I recently heard from a reader who wasn’t sure if I had suffered from hypermobile or hypomobile SI joints.

The answer is both, of course!

However, I really appreciated this person’s email because it provided a little bit of a wake up call to me that maybe I need to do a better job explaining these concepts.   So here’s what I said– this reader found it helpful, and if any of you are wondering about this, I hope you will too!

The terms hypermobility and hypomobility can be kind of confusing because people use them to refer to different things– and all the different meanings are technically correct.

Essentially, if a joint is hypermobile, that means it’s moving too much (that’s what hyper- signals).

If a joint is hypomobile, that means it isn’t moving as much as it’s supposed to.

However, these words don’t reflect why a joint might be moving too much or too little.

I use these words in several different ways on my blog to reflect different aspects of my story.

An SI joint can become hypermobile after the ligaments have been sprained.  They aren’t doing their job to hold the joint in place, so the two bones that make it up (the sacrum and ilium) move too much, in relation to each other.  This creates pain and inflammation.

However. In some people, myself included, if the joint starts moving too much outside of its normal range of motion, the ilium can move too far backwards in relation to the sacrum and get “stuck” there.  This is what people mean when they talk about a “stuck,” “locked,” or “jammed” SI joint.  Technically, it’s hypomobile, because it isn’t moving enough.  However, it only got that way because it moved outside of its normal range of motion– originally, it was hypermobile.

(Here’s a post I wrote that explains the concept of a stuck SI joint in more detail).

The reason someone would have prolotherapy is to help tighten the ligaments back up so that they can hold the joint in place.  Technically, this can help to reduce both hyper- and hypo- mobility– if, again, you think about hypomobility as the joint moving out of alignment because the ligaments aren’t doing their job.
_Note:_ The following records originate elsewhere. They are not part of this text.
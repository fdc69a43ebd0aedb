use std::fmt;
use std::str::FromStr;

/// One column of the machine manifest, in file order.
#[derive(Clone, Copy, Debug, PartialEq, Eq, Hash, PartialOrd, Ord)]
pub enum Column {
    Hostname,
    Address,
    Gateway,
    Subnet,
    Cpu,
    Memory,
    Vapp,
    Network,
    Template,
    Disk0,
    Disk1,
    Disk2,
    Disk3,
    Expires,
}

impl Column {
    /// Every column, in the order cells appear in a row.
    pub const ALL: [Column; 14] = [
        Column::Hostname,
        Column::Address,
        Column::Gateway,
        Column::Subnet,
        Column::Cpu,
        Column::Memory,
        Column::Vapp,
        Column::Network,
        Column::Template,
        Column::Disk0,
        Column::Disk1,
        Column::Disk2,
        Column::Disk3,
        Column::Expires,
    ];

    pub const DISKS: [Column; 4] = [Column::Disk0, Column::Disk1, Column::Disk2, Column::Disk3];

    pub fn as_str(&self) -> &'static str {
        match self {
            Column::Hostname => "hostname",
            Column::Address => "address",
            Column::Gateway => "gateway",
            Column::Subnet => "subnet",
            Column::Cpu => "cpu",
            Column::Memory => "memory",
            Column::Vapp => "vapp",
            Column::Network => "network",
            Column::Template => "template",
            Column::Disk0 => "disk0",
            Column::Disk1 => "disk1",
            Column::Disk2 => "disk2",
            Column::Disk3 => "disk3",
            Column::Expires => "expires",
        }
    }

    /// Position of this column within a row.
    pub fn index(&self) -> usize {
        *self as usize
    }
}

impl fmt::Display for Column {
    fn fmt(&self, f: &mut fmt::Formatter<'_>) -> fmt::Result {
        f.write_str(self.as_str())
    }
}

#[derive(Debug, Clone, PartialEq, Eq, thiserror::Error)]
#[error("unknown manifest column {0:?}")]
pub struct UnknownColumn(pub String);

impl FromStr for Column {
    type Err = UnknownColumn;

    fn from_str(s: &str) -> Result<Self, Self::Err> {
        Column::ALL
            .iter()
            .copied()
            .find(|c| c.as_str() == s)
            .ok_or_else(|| UnknownColumn(s.to_string()))
    }
}

/// True when `cells` spell out the column names, position by position.
pub fn is_header<S: AsRef<str>>(cells: &[S]) -> bool {
    cells.len() == Column::ALL.len()
        && cells
            .iter()
            .zip(Column::ALL.iter())
            .all(|(cell, col)| cell.as_ref() == col.as_str())
}

#[cfg(test)]
mod tests {
    use super::*;

    #[test]
    fn index_matches_position() {
        for (i, col) in Column::ALL.iter().enumerate() {
            assert_eq!(col.index(), i);
        }
        assert_eq!(Column::Disk2.index(), 11);
    }

    #[test]
    fn parses_names() {
        assert_eq!("vapp".parse::<Column>().unwrap(), Column::Vapp);
        assert_eq!("disk3".parse::<Column>().unwrap(), Column::Disk3);
        assert!("folder".parse::<Column>().is_err());
        assert!("Hostname".parse::<Column>().is_err());
    }

    #[test]
    fn header_detection_is_exact() {
        let header: Vec<&str> = Column::ALL.iter().map(|c| c.as_str()).collect();
        assert!(is_header(&header));
        assert!(!is_header(&header[..5]));

        let mut shifted = header.clone();
        shifted.swap(0, 1);
        assert!(!is_header(&shifted));
    }
}
//! Turn a CSV manifest of intended virtual machines into the list of machines
//! that should currently exist, with defaults applied, expiry evaluated and
//! inventory paths resolved to identifiers.

pub mod config;
pub mod error;
pub mod inventory;
pub mod manifest;
pub mod pipeline;
pub mod policy;

pub use error::ManifestError;
pub use pipeline::{run, MachineRecord, RunOutput, RunRequest};
use csv::{ReaderBuilder, StringRecordsIntoIter};
use std::{
    fs::File,
    io::Read,
    path::{Path, PathBuf},
};
use tracing::debug;

use crate::error::{ManifestError, Result};
use crate::manifest::columns::is_header;

/// One CSV record as read from disk, before any typing.
#[derive(Debug, Clone, PartialEq, Eq)]
pub struct RawRow {
    /// 1-based line the record starts on.
    pub line: u64,
    pub cells: Vec<String>,
}

/// Single-pass reader over a machine manifest.
///
/// Any row equal to the column header is dropped, wherever it appears in the
/// file, not only on the first line. Field counts are not checked here; that
/// is left to the normalizer so the error can name the schema.
pub struct ManifestReader<R: Read> {
    file: PathBuf,
    records: StringRecordsIntoIter<R>,
}

impl ManifestReader<File> {
    pub fn open<P: AsRef<Path>>(path: P) -> Result<Self> {
        let path = path.as_ref();
        let file = File::open(path).map_err(|source| ManifestError::InputNotFound {
            file: path.to_path_buf(),
            source,
        })?;
        Ok(Self::from_reader(path, file))
    }
}

impl<R: Read> ManifestReader<R> {
    /// Wrap any byte source; `file` is only used to label errors.
    pub fn from_reader<P: AsRef<Path>>(file: P, reader: R) -> Self {
        let records = ReaderBuilder::new()
            .has_headers(false)
            .flexible(true)
            .from_reader(reader)
            .into_records();
        Self {
            file: file.as_ref().to_path_buf(),
            records,
        }
    }

    pub fn file(&self) -> &Path {
        &self.file
    }
}

impl<R: Read> Iterator for ManifestReader<R> {
    type Item = Result<RawRow>;

    fn next(&mut self) -> Option<Self::Item> {
        loop {
            let record = match self.records.next()? {
                Ok(record) => record,
                Err(source) => {
                    let line = source.position().map(|p| p.line()).unwrap_or(0);
                    return Some(Err(ManifestError::MalformedInput {
                        file: self.file.clone(),
                        line,
                        source,
                    }));
                }
            };
            let line = record.position().map(|p| p.line()).unwrap_or(0);
            let cells: Vec<String> = record.iter().map(str::to_string).collect();

            if is_header(&cells) {
                debug!(line, "skipping header row");
                continue;
            }
            return Some(Ok(RawRow { line, cells }));
        }
    }
}
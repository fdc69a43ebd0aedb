use std::fmt;

/// A manifest cell after coercion: integer if the whole text parses as a
/// base-10 integer, otherwise the original text untouched.
///
/// Integer cells keep the text they were parsed from, so `007` is still
/// `007` wherever the cell is used as a name.
#[derive(Debug, Clone, PartialEq, Eq, Hash)]
pub enum Cell {
    Int { value: i64, raw: String },
    Text(String),
}

impl Cell {
    pub fn from_raw(raw: &str) -> Self {
        match raw.parse::<i64>() {
            Ok(value) => Cell::Int {
                value,
                raw: raw.to_string(),
            },
            Err(_) => Cell::Text(raw.to_string()),
        }
    }

    /// Empty text counts as an absent value.
    pub fn is_empty(&self) -> bool {
        matches!(self, Cell::Text(s) if s.is_empty())
    }

    pub fn as_int(&self) -> Option<i64> {
        match self {
            Cell::Int { value, .. } => Some(*value),
            Cell::Text(_) => None,
        }
    }

    /// The cell exactly as written in the CSV.
    pub fn render(&self) -> &str {
        match self {
            Cell::Int { raw, .. } => raw,
            Cell::Text(s) => s,
        }
    }
}

impl fmt::Display for Cell {
    fn fmt(&self, f: &mut fmt::Formatter<'_>) -> fmt::Result {
        f.write_str(self.render())
    }
}
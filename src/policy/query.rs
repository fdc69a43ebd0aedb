use std::collections::BTreeMap;
use tracing::trace;

use crate::manifest::{Cell, NormalizedRecord};

/// Column name → expected value.
pub type QueryConstraints = BTreeMap<String, String>;

/// Check a record against every constraint.
///
/// A field matches when its text equals the expected value, or when it is a
/// string ending with it. Constraints naming a field the record does not have
/// reject. Values are the normalized CSV values, before any inventory lookup,
/// so `vapp` is matched against the name written in the manifest.
pub fn matches(record: &NormalizedRecord, query: &QueryConstraints) -> bool {
    query.iter().all(|(key, expected)| {
        let hit = match record.field(key) {
            Some(Cell::Text(actual)) => actual == expected || actual.ends_with(expected.as_str()),
            Some(cell @ Cell::Int { .. }) => cell.render() == expected.as_str(),
            None => false,
        };
        trace!(line = record.line, key = %key, expected = %expected, hit, "query constraint");
        hit
    })
}
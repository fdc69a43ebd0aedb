// src/inventory/mod.rs
//! Boundary to the virtual infrastructure inventory.
//!
//! The pipeline never talks to a hypervisor directly; it asks an
//! [`InventoryResolver`] to turn symbolic paths from the manifest into
//! concrete identifiers. All lookups are read-only.

pub mod cache;
pub mod static_inventory;

pub use cache::CachingResolver;
pub use static_inventory::StaticInventory;

/// The datacenter a run is scoped to.
#[derive(Debug, Clone, PartialEq, Eq, Hash)]
pub struct Datacenter {
    pub id: String,
    /// Absolute inventory path, e.g. `/DC1`.
    pub inventory_path: String,
}

impl Datacenter {
    /// Root folder that virtual machines live under.
    pub fn vm_root(&self) -> String {
        format!("{}/vm", self.inventory_path.trim_end_matches('/'))
    }
}

#[derive(Debug, thiserror::Error)]
pub enum ResolveError {
    #[error("{kind} {name:?} not found")]
    NotFound { kind: &'static str, name: String },

    #[error("path {path:?} is not under a datacenter VM folder")]
    OutsideRoot { path: String },

    #[error("cannot locate datacenter {id:?}")]
    UnknownDatacenter { id: String },
}

/// Lookups the pipeline needs from the inventory.
pub trait InventoryResolver {
    /// Turn an absolute VM path hint into a folder path relative to the
    /// datacenter VM root.
    fn resolve_folder(&self, path_hint: &str) -> Result<String, ResolveError>;

    /// Find a vApp or resource pool by name, optionally inside `pool`
    /// (empty for none), and return its identifier.
    fn resolve_resource_pool(
        &self,
        vapp: &str,
        pool: &str,
        datacenter: &Datacenter,
    ) -> Result<String, ResolveError>;

    fn resolve_network(&self, path: &str, datacenter: &Datacenter) -> Result<String, ResolveError>;

    fn resolve_datastore_cluster(
        &self,
        name: &str,
        datacenter: &Datacenter,
    ) -> Result<String, ResolveError>;
}

impl<T: InventoryResolver + ?Sized> InventoryResolver for &T {
    fn resolve_folder(&self, path_hint: &str) -> Result<String, ResolveError> {
        (**self).resolve_folder(path_hint)
    }

    fn resolve_resource_pool(
        &self,
        vapp: &str,
        pool: &str,
        datacenter: &Datacenter,
    ) -> Result<String, ResolveError> {
        (**self).resolve_resource_pool(vapp, pool, datacenter)
    }

    fn resolve_network(&self, path: &str, datacenter: &Datacenter) -> Result<String, ResolveError> {
        (**self).resolve_network(path, datacenter)
    }

    fn resolve_datastore_cluster(
        &self,
        name: &str,
        datacenter: &Datacenter,
    ) -> Result<String, ResolveError> {
        (**self).resolve_datastore_cluster(name, datacenter)
    }
}
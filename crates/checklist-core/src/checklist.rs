//! Checklist Model
//!
//! Owns the completion state, the celebration latch and the backing store.
//! Every mutation is written through to the store before returning.

use crate::definition::ChecklistDefinition;
use crate::error::{ChecklistError, Result};
use crate::progress::{Progress, ProgressTier};
use crate::state::ChecklistState;
use crate::storage::KeyValueStore;

/// Outcome of a successful toggle
#[derive(Debug, Clone, Copy, PartialEq, Eq)]
pub struct Toggled {
    /// New value of the toggled flag
    pub checked: bool,
    /// This toggle completed the checklist and the celebration should run
    pub celebrate: bool,
}

/// A milestone checklist bound to a key-value store
#[derive(Debug)]
pub struct Checklist<S> {
    definition: ChecklistDefinition,
    state: ChecklistState,
    /// Completion effect already fired since mount / last reset
    celebrated: bool,
    store: S,
    key: String,
}

impl<S: KeyValueStore> Checklist<S> {
    /// Load state from `store`, falling back to all-unchecked on absent or malformed data
    pub fn initialize(definition: ChecklistDefinition, store: S, key: impl Into<String>) -> Self {
        let key = key.into();
        let len = definition.len();
        let state = match store.read(&key) {
            Ok(Some(raw)) => ChecklistState::restore(&raw, len).unwrap_or_else(|| {
                log::warn!("[Checklist] Discarding malformed state under {key:?}: {raw}");
                ChecklistState::cleared(len)
            }),
            Ok(None) => {
                log::debug!("[Checklist] No saved state under {key:?}");
                ChecklistState::cleared(len)
            }
            Err(e) => {
                log::warn!("[Checklist] Could not read {key:?}: {e}");
                ChecklistState::cleared(len)
            }
        };
        log::debug!(
            "[Checklist] Initialized {}/{} complete",
            state.completed(),
            len
        );

        Self {
            definition,
            state,
            celebrated: false,
            store,
            key,
        }
    }

    pub fn definition(&self) -> &ChecklistDefinition {
        &self.definition
    }

    pub fn state(&self) -> &ChecklistState {
        &self.state
    }

    pub fn store(&self) -> &S {
        &self.store
    }

    pub fn key(&self) -> &str {
        &self.key
    }

    pub fn is_checked(&self, index: usize) -> bool {
        self.state.is_checked(index)
    }

    pub fn progress(&self) -> Progress {
        self.state.progress()
    }

    pub fn tier(&self) -> ProgressTier {
        self.progress().tier()
    }

    pub fn is_complete(&self) -> bool {
        self.progress().is_complete()
    }

    pub fn celebrated(&self) -> bool {
        self.celebrated
    }

    /// Flip the flag at `index` and persist.
    ///
    /// Out-of-range indices leave state and storage untouched.
    pub fn toggle(&mut self, index: usize) -> Result<Toggled> {
        let checked = self
            .state
            .toggle(index)
            .ok_or(ChecklistError::IndexOutOfRange {
                index,
                len: self.definition.len(),
            })?;
        self.persist();
        let celebrate = self.settle();
        Ok(Toggled { checked, celebrate })
    }

    /// Uncheck everything, re-arm the celebration, persist.
    pub fn reset(&mut self) {
        self.state.clear();
        self.celebrated = false;
        self.persist();
        log::info!("[Checklist] Reset");
    }

    /// Completion latch: true exactly once per transition into "all complete".
    pub fn settle(&mut self) -> bool {
        if self.is_complete() && !self.celebrated {
            self.celebrated = true;
            log::info!("[Checklist] All {} milestones complete", self.definition.len());
            true
        } else {
            false
        }
    }

    /// Write the full state; failures are logged, in-memory state stays authoritative
    fn persist(&self) {
        let result = self
            .state
            .to_json()
            .and_then(|raw| self.store.write(&self.key, &raw));
        if let Err(e) = result {
            log::warn!("[Checklist] Failed to persist {:?}: {e}", self.key);
        }
    }
}
//! Progress Bar Component
//!
//! Percent readout plus a bar colored by progress tier.

use checklist_core::Progress;
use leptos::prelude::*;

const TRACK_STYLE: &str = "height: 12px; width: 100%; background-color: #e0e0e0; border-radius: 6px; margin-top: 0.3rem; overflow: hidden;";

/// Inline style of the filled part of the bar
pub fn fill_style(progress: Progress) -> String {
    format!(
        "width: {}%; height: 100%; background-color: {}; border-radius: 6px; transition: width 0.3s, background-color 0.3s;",
        progress.percent(),
        progress.tier().color()
    )
}

#[component]
pub fn ProgressBar(#[prop(into)] progress: Signal<Progress>) -> impl IntoView {
    view! {
        <div class="checklist-progress" style="margin-bottom: 1rem;">
            <strong>"Progress:"</strong>
            " "
            {move || progress.get().to_string()}
            <div
                class="checklist-progress-track"
                role="progressbar"
                aria-valuemin="0"
                aria-valuemax="100"
                aria-valuenow=move || progress.get().percent().to_string()
                style=TRACK_STYLE
            >
                <div
                    class=move || format!("checklist-progress-fill {}", progress.get().tier().as_str())
                    style=move || fill_style(progress.get())
                ></div>
            </div>
        </div>
    }
}

#[cfg(test)]
mod tests {
    use super::*;

    #[test]
    fn test_fill_style_by_tier() {
        assert!(fill_style(Progress::of(0, 8)).starts_with("width: 0%;"));
        assert!(fill_style(Progress::of(3, 8)).contains("background-color: #e74c3c"));

        let half = fill_style(Progress::of(4, 8));
        assert!(half.starts_with("width: 50%;"));
        assert!(half.contains("background-color: #f1c40f"));

        let most = fill_style(Progress::of(7, 8));
        assert!(most.starts_with("width: 88%;"));
        assert!(most.contains("background-color: #2ecc71"));
    }
}
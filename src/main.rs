//! Programming Checklist Frontend Entry Point

mod app;
mod components;
mod confetti;
mod effects;
mod storage;
mod store;
mod viewport;

use app::App;
use leptos::prelude::*;

fn main() {
    console_error_panic_hook::set_once();
    if console_log::init_with_level(log::Level::Debug).is_err() {
        web_sys::console::warn_1(&"[APP] Logger already initialized".into());
    }
    mount_to_body(App);
}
The right person to really evaluate you and explain this more, of course, will be the prolotherapy doctor you consult.  But I hope I’m helping to clear up some confusion.

The reason you may be confused is that I’ve also used the word hypermobile to describe the shape of my joints themselves.  This obviously the same word, and the same joint, but with a totally different meaning in this context (I know, it’s unfortunate!).

The reason I didn’t have prolotherapy is that I, like some other people, was born with actual joint shapes that make them prone to being unstable and easily injured.  Basically, the way my sacrum and ilium come together, they come together in a way that relies pretty heavily on ligaments to hold them in place and leaves them prone to injury, because they aren’t really lined up in an ideal way (if that makes sense).  It’s actually not just my SI joints that are hypermobile in this way– through genetic luck of the draw, I have knees, wrists, and elbow joints that all tend to be hypermobile, or “move too much.”  In my case, Dr. Borg-Stein (who I consulted for prolotherapy) was concerned that my joints wouldn’t be able to stay aligned for long enough after the injections for the ligaments to tighten up in the right position.

However, this hypermobility based on bone shape is totally different than the type of hypermobility I’m referring to when I’m talking about a joint that moves too much due to sprained ligaments.

I hope this makes sense (!).  I wish we had better terminology.

So in a nutshell, here the things I’ve been talking about:

-hypermobile joints due to bone shape

-a hypermobile joint due to sprained ligaments
-a hypomobile joint due to sprained ligaments that allowed the ilium to rotate backwards and get jammed against the sacrum.

Bone shape: There’s no way to change the bone shape you were born with, but this might not turn out to be an issue at all for you.  In all the people I’ve emailed and communicated with, I’ve come to think that I’m a pretty rare case here.  So I don’t want to freak you out unnecessarily– the right doctor can evaluate.

You can’t always control ligament healing, but you can help it along to an extent.  That’s why people try prolotherapy or PRP.  For me, because I wasn’t a good candidate for these injections, I was able to use muscle strengthening and modifying my movement patterns in a way that stopped continually re-stressing the ligaments.

Okay, so that is my whole explanation for now.  If any of you were curious about these concepts, I hope this helped.